__Material to process__:
• • • • •

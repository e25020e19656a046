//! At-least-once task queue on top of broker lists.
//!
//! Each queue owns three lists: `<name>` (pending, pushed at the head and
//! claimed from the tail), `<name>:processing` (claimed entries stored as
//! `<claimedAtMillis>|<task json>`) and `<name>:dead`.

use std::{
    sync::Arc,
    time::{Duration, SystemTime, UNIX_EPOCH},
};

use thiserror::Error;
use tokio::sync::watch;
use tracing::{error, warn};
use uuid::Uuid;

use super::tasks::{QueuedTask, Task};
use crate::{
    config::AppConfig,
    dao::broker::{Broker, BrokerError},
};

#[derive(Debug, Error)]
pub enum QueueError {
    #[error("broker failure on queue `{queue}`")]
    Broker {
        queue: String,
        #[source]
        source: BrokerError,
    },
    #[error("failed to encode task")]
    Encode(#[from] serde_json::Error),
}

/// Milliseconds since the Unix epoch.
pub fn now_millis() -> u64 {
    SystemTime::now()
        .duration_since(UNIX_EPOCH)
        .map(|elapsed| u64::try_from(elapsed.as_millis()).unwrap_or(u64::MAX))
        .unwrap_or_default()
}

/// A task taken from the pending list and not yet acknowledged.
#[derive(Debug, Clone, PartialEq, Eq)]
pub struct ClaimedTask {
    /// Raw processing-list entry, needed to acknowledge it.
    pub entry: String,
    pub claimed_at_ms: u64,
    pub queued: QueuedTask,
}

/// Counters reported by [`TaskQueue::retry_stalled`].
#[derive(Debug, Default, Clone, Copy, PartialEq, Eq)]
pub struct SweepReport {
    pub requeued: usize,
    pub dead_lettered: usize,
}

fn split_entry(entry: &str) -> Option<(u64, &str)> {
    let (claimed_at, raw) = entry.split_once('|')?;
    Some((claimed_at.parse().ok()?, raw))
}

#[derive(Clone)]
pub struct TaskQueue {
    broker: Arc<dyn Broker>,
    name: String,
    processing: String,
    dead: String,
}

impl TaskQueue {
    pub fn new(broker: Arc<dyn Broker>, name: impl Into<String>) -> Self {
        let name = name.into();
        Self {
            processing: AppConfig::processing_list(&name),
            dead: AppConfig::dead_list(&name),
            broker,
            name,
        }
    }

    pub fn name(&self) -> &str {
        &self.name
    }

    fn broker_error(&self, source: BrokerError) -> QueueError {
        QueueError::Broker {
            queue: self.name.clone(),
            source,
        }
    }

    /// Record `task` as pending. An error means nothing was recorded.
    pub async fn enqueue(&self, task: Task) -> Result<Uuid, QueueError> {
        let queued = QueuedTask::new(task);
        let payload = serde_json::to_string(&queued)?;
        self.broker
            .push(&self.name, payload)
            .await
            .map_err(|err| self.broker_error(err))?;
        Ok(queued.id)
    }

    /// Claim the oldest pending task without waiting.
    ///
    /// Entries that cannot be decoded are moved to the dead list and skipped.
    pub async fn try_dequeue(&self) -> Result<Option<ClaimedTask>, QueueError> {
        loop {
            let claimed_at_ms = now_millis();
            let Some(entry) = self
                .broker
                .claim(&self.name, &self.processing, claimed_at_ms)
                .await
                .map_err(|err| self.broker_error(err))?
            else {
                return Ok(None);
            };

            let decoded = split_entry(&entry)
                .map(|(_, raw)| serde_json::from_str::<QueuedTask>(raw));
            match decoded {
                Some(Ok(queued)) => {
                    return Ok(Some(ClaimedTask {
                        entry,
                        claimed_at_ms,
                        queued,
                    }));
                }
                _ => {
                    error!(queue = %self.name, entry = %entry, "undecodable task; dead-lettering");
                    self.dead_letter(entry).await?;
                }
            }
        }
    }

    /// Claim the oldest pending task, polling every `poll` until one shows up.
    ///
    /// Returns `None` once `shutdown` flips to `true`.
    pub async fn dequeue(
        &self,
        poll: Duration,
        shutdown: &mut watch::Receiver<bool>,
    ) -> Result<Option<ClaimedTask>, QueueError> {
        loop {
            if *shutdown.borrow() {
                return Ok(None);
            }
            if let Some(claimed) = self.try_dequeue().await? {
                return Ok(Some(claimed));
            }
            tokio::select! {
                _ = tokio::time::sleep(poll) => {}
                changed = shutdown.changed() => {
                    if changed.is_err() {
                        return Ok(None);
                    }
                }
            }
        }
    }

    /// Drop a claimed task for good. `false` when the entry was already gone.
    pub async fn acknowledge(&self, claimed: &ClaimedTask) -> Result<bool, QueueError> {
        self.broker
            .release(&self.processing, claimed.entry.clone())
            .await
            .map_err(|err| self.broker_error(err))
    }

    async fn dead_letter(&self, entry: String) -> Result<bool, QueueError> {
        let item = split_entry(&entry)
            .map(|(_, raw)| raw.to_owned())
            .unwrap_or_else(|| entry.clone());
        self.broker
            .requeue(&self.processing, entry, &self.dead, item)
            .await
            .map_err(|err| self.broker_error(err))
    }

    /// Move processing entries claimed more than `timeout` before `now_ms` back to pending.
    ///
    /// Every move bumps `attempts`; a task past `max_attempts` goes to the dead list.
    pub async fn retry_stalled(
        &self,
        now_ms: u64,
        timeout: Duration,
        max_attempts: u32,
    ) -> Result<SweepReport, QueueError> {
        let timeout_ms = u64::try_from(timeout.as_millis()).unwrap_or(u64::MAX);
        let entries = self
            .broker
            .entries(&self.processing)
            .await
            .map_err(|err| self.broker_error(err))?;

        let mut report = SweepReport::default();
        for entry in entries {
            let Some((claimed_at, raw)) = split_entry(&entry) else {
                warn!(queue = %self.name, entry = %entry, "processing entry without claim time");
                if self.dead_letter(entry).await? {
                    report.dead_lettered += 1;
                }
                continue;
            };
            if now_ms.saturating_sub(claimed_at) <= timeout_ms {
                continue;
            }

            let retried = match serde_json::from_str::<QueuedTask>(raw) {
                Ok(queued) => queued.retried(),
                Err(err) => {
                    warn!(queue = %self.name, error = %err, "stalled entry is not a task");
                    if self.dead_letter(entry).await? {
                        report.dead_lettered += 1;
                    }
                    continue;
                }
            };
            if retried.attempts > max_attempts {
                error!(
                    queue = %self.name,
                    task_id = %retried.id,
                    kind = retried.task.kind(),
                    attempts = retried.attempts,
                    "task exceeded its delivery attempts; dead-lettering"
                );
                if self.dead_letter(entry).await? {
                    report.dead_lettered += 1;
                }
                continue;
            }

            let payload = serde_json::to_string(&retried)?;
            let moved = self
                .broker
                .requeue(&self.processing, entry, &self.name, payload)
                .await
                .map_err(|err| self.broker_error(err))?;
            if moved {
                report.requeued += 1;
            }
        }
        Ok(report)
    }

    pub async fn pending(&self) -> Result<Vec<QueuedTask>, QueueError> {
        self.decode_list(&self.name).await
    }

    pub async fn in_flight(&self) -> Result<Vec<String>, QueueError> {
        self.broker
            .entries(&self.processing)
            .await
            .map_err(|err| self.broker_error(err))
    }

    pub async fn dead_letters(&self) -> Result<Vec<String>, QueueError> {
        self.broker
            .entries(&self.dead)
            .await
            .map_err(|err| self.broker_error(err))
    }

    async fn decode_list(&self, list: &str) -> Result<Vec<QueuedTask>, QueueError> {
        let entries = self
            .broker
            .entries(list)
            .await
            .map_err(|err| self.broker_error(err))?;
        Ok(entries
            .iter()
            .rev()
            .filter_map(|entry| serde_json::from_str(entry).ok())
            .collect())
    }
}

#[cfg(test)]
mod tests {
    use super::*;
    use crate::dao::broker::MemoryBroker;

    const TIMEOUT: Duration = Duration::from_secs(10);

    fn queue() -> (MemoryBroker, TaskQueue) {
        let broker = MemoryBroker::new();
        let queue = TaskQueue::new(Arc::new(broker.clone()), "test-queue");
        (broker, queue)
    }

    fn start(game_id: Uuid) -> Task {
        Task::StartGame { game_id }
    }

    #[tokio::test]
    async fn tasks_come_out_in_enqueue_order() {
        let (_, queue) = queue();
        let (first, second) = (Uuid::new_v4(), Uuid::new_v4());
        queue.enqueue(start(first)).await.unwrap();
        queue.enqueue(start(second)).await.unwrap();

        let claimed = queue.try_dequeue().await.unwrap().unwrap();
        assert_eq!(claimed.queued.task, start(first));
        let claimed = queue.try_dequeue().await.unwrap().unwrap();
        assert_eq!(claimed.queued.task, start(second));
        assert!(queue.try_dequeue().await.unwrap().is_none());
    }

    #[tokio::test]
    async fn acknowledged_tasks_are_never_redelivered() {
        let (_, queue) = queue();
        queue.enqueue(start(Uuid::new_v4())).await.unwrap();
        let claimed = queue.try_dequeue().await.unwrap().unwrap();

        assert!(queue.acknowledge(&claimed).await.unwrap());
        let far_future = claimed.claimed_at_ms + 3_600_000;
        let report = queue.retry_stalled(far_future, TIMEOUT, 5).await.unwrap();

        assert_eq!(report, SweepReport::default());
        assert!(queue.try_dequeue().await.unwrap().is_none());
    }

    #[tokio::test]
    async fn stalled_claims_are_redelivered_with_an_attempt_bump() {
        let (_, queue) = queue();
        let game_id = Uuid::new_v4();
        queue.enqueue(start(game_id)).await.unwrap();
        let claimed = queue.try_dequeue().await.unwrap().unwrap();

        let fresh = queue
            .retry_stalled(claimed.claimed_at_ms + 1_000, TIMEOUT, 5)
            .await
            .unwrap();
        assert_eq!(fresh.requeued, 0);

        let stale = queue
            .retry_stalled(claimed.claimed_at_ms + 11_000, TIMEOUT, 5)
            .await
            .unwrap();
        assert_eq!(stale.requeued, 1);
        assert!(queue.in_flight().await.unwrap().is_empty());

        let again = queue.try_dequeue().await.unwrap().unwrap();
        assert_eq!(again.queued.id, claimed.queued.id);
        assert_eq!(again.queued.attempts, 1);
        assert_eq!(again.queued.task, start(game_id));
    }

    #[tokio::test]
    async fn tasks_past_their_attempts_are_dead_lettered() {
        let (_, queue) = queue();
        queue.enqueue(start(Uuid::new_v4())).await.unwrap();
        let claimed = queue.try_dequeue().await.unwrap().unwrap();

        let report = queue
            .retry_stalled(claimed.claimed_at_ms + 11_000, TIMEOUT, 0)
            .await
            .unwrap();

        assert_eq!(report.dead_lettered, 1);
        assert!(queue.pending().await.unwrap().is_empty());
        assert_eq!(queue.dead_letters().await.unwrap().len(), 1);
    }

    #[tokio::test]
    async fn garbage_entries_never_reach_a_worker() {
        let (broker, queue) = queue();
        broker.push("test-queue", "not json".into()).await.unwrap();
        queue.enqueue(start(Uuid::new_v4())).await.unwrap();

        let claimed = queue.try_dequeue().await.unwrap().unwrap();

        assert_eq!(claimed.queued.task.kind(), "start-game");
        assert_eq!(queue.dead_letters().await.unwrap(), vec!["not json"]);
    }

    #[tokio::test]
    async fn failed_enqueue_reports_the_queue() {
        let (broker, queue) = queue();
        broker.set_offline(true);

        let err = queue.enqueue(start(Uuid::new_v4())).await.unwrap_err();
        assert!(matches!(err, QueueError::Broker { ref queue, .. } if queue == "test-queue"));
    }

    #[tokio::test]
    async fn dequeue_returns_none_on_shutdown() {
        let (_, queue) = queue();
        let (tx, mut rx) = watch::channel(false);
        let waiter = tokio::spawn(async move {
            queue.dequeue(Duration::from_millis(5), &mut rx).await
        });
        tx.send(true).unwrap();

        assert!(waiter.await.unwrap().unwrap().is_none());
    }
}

• • • • •

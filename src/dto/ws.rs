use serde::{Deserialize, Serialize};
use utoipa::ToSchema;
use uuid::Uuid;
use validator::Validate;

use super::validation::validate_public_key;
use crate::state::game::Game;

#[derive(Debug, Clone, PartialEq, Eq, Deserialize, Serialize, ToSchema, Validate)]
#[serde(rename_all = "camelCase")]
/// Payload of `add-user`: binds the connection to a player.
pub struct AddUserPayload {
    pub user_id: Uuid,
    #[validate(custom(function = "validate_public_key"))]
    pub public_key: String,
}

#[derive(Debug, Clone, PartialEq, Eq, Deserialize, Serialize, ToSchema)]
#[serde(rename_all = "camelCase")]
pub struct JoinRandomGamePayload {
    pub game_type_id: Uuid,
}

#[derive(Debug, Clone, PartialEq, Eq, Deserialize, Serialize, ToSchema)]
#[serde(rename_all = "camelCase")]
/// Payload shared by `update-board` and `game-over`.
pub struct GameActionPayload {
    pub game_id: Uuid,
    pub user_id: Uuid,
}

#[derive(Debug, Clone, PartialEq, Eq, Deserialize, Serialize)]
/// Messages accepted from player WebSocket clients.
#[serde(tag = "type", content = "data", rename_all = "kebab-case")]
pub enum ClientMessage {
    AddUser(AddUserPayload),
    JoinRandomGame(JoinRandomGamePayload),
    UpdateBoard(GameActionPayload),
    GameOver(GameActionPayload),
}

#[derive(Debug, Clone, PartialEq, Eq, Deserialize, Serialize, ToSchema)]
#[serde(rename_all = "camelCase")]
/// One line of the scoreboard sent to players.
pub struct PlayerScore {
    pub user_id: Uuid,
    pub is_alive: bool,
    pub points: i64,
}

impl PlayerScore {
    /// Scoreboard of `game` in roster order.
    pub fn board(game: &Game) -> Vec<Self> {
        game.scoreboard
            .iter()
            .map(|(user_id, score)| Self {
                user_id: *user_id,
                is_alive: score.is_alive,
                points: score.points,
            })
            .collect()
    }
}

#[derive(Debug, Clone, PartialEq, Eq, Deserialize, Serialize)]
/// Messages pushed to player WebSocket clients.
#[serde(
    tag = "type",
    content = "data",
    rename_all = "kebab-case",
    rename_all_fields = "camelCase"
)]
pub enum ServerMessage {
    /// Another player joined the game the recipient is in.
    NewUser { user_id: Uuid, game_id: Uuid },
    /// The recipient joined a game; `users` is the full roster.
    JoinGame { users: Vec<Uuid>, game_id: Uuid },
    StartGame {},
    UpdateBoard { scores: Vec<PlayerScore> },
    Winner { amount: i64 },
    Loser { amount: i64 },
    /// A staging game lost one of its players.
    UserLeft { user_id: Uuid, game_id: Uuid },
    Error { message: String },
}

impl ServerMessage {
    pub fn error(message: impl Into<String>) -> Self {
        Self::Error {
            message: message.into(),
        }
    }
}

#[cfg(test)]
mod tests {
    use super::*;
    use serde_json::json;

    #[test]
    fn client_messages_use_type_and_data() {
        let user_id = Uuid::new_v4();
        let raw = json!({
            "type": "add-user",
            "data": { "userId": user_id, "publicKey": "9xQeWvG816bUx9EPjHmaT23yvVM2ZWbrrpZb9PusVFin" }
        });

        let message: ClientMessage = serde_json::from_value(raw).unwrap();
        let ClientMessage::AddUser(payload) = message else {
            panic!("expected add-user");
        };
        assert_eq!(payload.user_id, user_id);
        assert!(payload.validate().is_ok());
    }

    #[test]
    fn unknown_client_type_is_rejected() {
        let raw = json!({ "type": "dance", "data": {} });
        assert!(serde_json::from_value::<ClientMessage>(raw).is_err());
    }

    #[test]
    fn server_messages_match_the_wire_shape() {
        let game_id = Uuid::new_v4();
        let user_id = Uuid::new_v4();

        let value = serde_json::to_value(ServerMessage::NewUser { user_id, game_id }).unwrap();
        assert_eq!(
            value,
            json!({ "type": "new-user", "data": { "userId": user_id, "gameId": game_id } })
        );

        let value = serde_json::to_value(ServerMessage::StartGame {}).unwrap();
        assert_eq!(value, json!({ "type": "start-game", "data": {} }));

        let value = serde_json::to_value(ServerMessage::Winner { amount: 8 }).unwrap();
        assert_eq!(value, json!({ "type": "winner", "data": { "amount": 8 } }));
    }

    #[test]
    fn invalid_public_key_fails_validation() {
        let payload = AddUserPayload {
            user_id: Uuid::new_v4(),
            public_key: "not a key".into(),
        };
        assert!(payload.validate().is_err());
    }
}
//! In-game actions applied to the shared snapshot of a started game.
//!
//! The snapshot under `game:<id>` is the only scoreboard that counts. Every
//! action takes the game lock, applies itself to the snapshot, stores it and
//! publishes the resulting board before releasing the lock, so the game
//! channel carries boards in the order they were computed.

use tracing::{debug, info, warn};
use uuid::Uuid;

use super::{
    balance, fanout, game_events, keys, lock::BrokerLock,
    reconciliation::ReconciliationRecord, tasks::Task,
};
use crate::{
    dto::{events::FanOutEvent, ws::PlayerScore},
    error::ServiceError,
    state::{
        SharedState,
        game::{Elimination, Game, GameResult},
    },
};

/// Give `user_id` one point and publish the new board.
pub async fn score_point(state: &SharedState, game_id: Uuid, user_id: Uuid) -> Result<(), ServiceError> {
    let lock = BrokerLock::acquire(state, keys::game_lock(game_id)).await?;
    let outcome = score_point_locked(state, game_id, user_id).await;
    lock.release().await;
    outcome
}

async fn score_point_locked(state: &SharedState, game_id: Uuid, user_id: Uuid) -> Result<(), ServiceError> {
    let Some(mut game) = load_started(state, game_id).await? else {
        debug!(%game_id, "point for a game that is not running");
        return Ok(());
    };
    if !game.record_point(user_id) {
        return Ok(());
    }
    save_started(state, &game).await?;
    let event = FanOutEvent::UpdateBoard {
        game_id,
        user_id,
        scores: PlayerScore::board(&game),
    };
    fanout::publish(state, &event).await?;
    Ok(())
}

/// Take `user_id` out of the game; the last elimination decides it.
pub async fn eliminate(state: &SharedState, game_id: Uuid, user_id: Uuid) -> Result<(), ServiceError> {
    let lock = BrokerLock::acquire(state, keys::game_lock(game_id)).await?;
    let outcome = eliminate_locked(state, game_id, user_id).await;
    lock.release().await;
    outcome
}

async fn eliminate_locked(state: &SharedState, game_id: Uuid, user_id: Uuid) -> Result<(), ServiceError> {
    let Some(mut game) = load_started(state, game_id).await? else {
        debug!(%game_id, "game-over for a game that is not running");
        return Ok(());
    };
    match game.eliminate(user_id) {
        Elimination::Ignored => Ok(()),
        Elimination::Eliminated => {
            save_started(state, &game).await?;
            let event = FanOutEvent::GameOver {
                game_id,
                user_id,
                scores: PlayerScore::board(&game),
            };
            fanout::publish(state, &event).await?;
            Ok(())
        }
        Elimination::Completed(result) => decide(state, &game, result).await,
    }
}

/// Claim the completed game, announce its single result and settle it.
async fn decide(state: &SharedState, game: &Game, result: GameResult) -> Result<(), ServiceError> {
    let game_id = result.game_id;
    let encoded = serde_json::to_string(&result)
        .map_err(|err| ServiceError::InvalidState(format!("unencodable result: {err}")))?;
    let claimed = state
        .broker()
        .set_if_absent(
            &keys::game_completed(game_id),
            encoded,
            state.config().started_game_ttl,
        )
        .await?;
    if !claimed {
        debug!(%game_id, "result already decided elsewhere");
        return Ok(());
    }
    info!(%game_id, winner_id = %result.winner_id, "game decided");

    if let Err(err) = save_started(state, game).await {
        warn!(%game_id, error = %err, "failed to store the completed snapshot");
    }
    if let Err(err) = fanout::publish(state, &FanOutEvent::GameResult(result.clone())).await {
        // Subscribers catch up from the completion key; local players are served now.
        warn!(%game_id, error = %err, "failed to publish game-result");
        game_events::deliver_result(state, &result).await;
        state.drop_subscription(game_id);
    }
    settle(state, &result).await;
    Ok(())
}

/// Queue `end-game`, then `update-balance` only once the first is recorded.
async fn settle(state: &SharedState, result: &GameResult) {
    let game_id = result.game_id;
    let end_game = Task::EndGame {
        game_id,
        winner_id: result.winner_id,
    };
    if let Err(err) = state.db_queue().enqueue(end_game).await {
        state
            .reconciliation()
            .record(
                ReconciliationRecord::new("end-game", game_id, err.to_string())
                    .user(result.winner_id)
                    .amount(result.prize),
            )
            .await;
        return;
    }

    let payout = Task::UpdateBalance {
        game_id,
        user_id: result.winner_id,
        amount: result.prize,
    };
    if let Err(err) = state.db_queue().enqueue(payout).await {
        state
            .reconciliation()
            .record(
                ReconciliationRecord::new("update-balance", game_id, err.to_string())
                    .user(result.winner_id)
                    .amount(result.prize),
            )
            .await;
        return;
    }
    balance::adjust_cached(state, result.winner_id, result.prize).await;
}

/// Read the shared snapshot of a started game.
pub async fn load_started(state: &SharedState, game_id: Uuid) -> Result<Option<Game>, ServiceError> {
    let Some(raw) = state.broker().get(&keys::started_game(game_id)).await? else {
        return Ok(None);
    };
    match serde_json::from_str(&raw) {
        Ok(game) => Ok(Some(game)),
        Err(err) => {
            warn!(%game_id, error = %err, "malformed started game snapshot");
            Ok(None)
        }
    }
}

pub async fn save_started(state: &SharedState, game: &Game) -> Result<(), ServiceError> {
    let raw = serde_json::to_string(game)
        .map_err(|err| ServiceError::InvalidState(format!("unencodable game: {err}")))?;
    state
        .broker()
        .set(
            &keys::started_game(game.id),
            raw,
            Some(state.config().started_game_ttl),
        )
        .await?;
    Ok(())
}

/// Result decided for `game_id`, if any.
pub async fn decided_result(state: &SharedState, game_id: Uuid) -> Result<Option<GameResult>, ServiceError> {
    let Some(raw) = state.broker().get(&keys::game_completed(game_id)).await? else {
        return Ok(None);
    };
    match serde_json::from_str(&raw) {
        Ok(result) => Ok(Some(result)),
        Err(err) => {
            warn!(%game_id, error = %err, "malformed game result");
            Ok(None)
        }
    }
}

• • • • •

Copy out, from the material above, each line where the word "warn" is present.

__Response__:
use tracing::{error, warn};
                warn!(queue = %self.name, entry = %entry, "processing entry without claim time");
                    warn!(queue = %self.name, error = %err, "stalled entry is not a task");
use tracing::{debug, info, warn};
        warn!(%game_id, error = %err, "failed to store the completed snapshot");
        warn!(%game_id, error = %err, "failed to publish game-result");
            warn!(%game_id, error = %err, "malformed started game snapshot");
            warn!(%game_id, error = %err, "malformed game result");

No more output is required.